Glomerular structure in the terminal phase

The appearance of glomeruli in advanced diabetic glomerulopathy presents a broad spectrum ranging from totally occluded to almost normal glomeruli. Glomeruli, which are still open, may be hypertrophic and often present global mesangial hypercellularity. Totally occluded glomeruli are not evenly distributed, but tend to be concentrated in radiating stripes parallel to the medullary rays [28]. There is no difference in the severity of glomerular involvement between deep and superficial cortical zones. The total number of glomeruli decreases with progression of the diabetic nephropathy, at least in IDDM [29].

It is important to realize that this terminal pattern is not exclusively due to glomerular alterations specific for diabetes. Ischemic scarring and focal glomerular sclerosis occur and may indicate that causes other than progression of diabetic glomerular lesion may be partially responsible for the development of renal failure, such as vascular constriction with glomerular ischemia and lesions due to hyperfunction of remaining glomeruli.

Specificity of the lesions

The diffuse lesion is completely non-specific and may be present in older people without diabetes. The combination of arteriolosclerosis and the diffuse lesion often occurs in hypertension, but involvement of both the afferent arteriole and the efferent arteriole is regarded as a strong indication of diabetes [6, 30, 31] although even this combination is not entirely specific [15].

All insudative lesions are much more numerous and/or larger in diabetics than in controls but they are not specific. Even capsular drops and hyalinosis of efferent arterioles which have traditionally been regarded as specific lesions may be seen in small numbers in some non-diabetic controls [15].

The nodular lesion is often regarded as pathognomonic for diabetes. It is true that numerous reports of nodular lesions in non-diabetic patients have been published [for a list, see ref. 3]. Most of these reports can be criticized, however, either because of doubt as to absence of diabetes or to lack of application of precise criteria for the morphologic diagnosis. There are, however, well documented cases on record with typical nodular glomerulopathy without diabetes [32, 33].

Although the typical nodular lesion is very strongly associated with diabetes, there exist nevertheless other conditions in which glomerular nodules may occur. Since these may present diagnostic difficulties, they will be briefly mentioned here. For a detailed report and illustrations, the reader is referred to an earlier publication [34].

In renal amyloidosis, abnormal homogeneous substance is deposited in the peripheral as well as mesangial parts of the glomerular capillary walls. In rare cases, the deposits may take on the shape of typical diabetic nodules with an acellular center. They can be correctly classified by the use of amyloid stains and by demonstration of typical fibrils on electron microscopy.
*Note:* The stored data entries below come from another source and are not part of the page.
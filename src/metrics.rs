// SPDX-License-Identifier: MIT
//! In-process counters exposed as `GET /api/v1/metrics` in Prometheus text
//! format. No external library needed — all counters are `AtomicU64`
//! incremented inline.

use std::sync::atomic::{AtomicU64, Ordering};
use std::sync::Arc;
use std::time::Instant;

/// Performance counters shared across all handlers and workers.
#[derive(Debug)]
pub struct WrapdMetrics {
    /// Total HTTP requests served since start.
    pub http_requests: AtomicU64,
    /// Total chat messages handled (customer + assistant) since start.
    pub chat_messages: AtomicU64,
    /// Total AI gateway calls attempted since start.
    pub ai_calls: AtomicU64,
    /// Total AI gateway calls that failed since start.
    pub ai_failures: AtomicU64,
    /// Total quotes created since start.
    pub quotes_created: AtomicU64,
    /// Total emails handed to the delivery API since start.
    pub emails_sent: AtomicU64,
    /// Total posts published to social platforms since start.
    pub posts_published: AtomicU64,
    /// Total tracking API poll cycles since start.
    pub tracking_polls: AtomicU64,
    /// Total conversations escalated to a human since start.
    pub escalations: AtomicU64,
    /// Process start time — used to calculate uptime in the metrics response.
    pub started_at: Instant,
}

impl WrapdMetrics {
    pub fn new() -> Self {
        Self {
            http_requests: AtomicU64::new(0),
            chat_messages: AtomicU64::new(0),
            ai_calls: AtomicU64::new(0),
            ai_failures: AtomicU64::new(0),
            quotes_created: AtomicU64::new(0),
            emails_sent: AtomicU64::new(0),
            posts_published: AtomicU64::new(0),
            tracking_polls: AtomicU64::new(0),
            escalations: AtomicU64::new(0),
            started_at: Instant::now(),
        }
    }

    pub fn inc_http_requests(&self) {
        self.http_requests.fetch_add(1, Ordering::Relaxed);
    }

    pub fn inc_chat_messages(&self) {
        self.chat_messages.fetch_add(1, Ordering::Relaxed);
    }

    pub fn inc_ai_calls(&self) {
        self.ai_calls.fetch_add(1, Ordering::Relaxed);
    }

    pub fn inc_ai_failures(&self) {
        self.ai_failures.fetch_add(1, Ordering::Relaxed);
    }

    pub fn inc_quotes_created(&self) {
        self.quotes_created.fetch_add(1, Ordering::Relaxed);
    }

    pub fn inc_emails_sent(&self) {
        self.emails_sent.fetch_add(1, Ordering::Relaxed);
    }

    pub fn inc_posts_published(&self) {
        self.posts_published.fetch_add(1, Ordering::Relaxed);
    }

    pub fn inc_tracking_polls(&self) {
        self.tracking_polls.fetch_add(1, Ordering::Relaxed);
    }

    pub fn inc_escalations(&self) {
        self.escalations.fetch_add(1, Ordering::Relaxed);
    }

    /// Render counters in Prometheus text format.
    pub fn render_prometheus(&self) -> String {
        let uptime = self.started_at.elapsed().as_secs();
        let http_requests = self.http_requests.load(Ordering::Relaxed);
        let chat_messages = self.chat_messages.load(Ordering::Relaxed);
        let ai_calls = self.ai_calls.load(Ordering::Relaxed);
        let ai_failures = self.ai_failures.load(Ordering::Relaxed);
        let quotes_created = self.quotes_created.load(Ordering::Relaxed);
        let emails_sent = self.emails_sent.load(Ordering::Relaxed);
        let posts_published = self.posts_published.load(Ordering::Relaxed);
        let tracking_polls = self.tracking_polls.load(Ordering::Relaxed);
        let escalations = self.escalations.load(Ordering::Relaxed);

        format!(
            "# HELP wrapd_uptime_seconds Service uptime in seconds.\n\
             # TYPE wrapd_uptime_seconds gauge\n\
             wrapd_uptime_seconds {uptime}\n\
             # HELP wrapd_http_requests_total Total HTTP requests served.\n\
             # TYPE wrapd_http_requests_total counter\n\
             wrapd_http_requests_total {http_requests}\n\
             # HELP wrapd_chat_messages_total Total chat messages handled.\n\
             # TYPE wrapd_chat_messages_total counter\n\
             wrapd_chat_messages_total {chat_messages}\n\
             # HELP wrapd_ai_calls_total Total AI gateway calls attempted.\n\
             # TYPE wrapd_ai_calls_total counter\n\
             wrapd_ai_calls_total {ai_calls}\n\
             # HELP wrapd_ai_failures_total Total AI gateway calls that failed.\n\
             # TYPE wrapd_ai_failures_total counter\n\
             wrapd_ai_failures_total {ai_failures}\n\
             # HELP wrapd_quotes_created_total Total quotes created.\n\
             # TYPE wrapd_quotes_created_total counter\n\
             wrapd_quotes_created_total {quotes_created}\n\
             # HELP wrapd_emails_sent_total Total emails handed to the delivery API.\n\
             # TYPE wrapd_emails_sent_total counter\n\
             wrapd_emails_sent_total {emails_sent}\n\
             # HELP wrapd_posts_published_total Total posts published to social platforms.\n\
             # TYPE wrapd_posts_published_total counter\n\
             wrapd_posts_published_total {posts_published}\n\
             # HELP wrapd_tracking_polls_total Total tracking API poll cycles.\n\
             # TYPE wrapd_tracking_polls_total counter\n\
             wrapd_tracking_polls_total {tracking_polls}\n\
             # HELP wrapd_escalations_total Total conversations escalated to a human.\n\
             # TYPE wrapd_escalations_total counter\n\
             wrapd_escalations_total {escalations}\n"
        )
    }
}

impl Default for WrapdMetrics {
    fn default() -> Self {
        Self::new()
    }
}

/// Shared handle — cheaply clonable.
pub type SharedMetrics = Arc<WrapdMetrics>;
Some types of advanced glomerulonephritis (mesangial proliferative, membrano-proliferative) have a histology that resembles nodular glomerulosclerosis. In glomerulonephritis, however, there is a distinct hypercellularity and the central, acellular area that is so characteristic for diabetes is not present. Nodules in glomerulonephritis involve all mesangial areas and are of almost equal size. Immunodeposits are usually present, but are faint or absent in diabetes.

Glomerular nodules may also be present in various dysproteinemias (e.g. multiple myeloma and heavy-chain disease [35-40].

The clinical picture may often solve the diagnostic problem, but the occurrence of glomerular nodules in these diseases should be a reminder to the pathologist not to postulate the presence of diabetes on the prima facie detection of nodular structures in the glomeruli.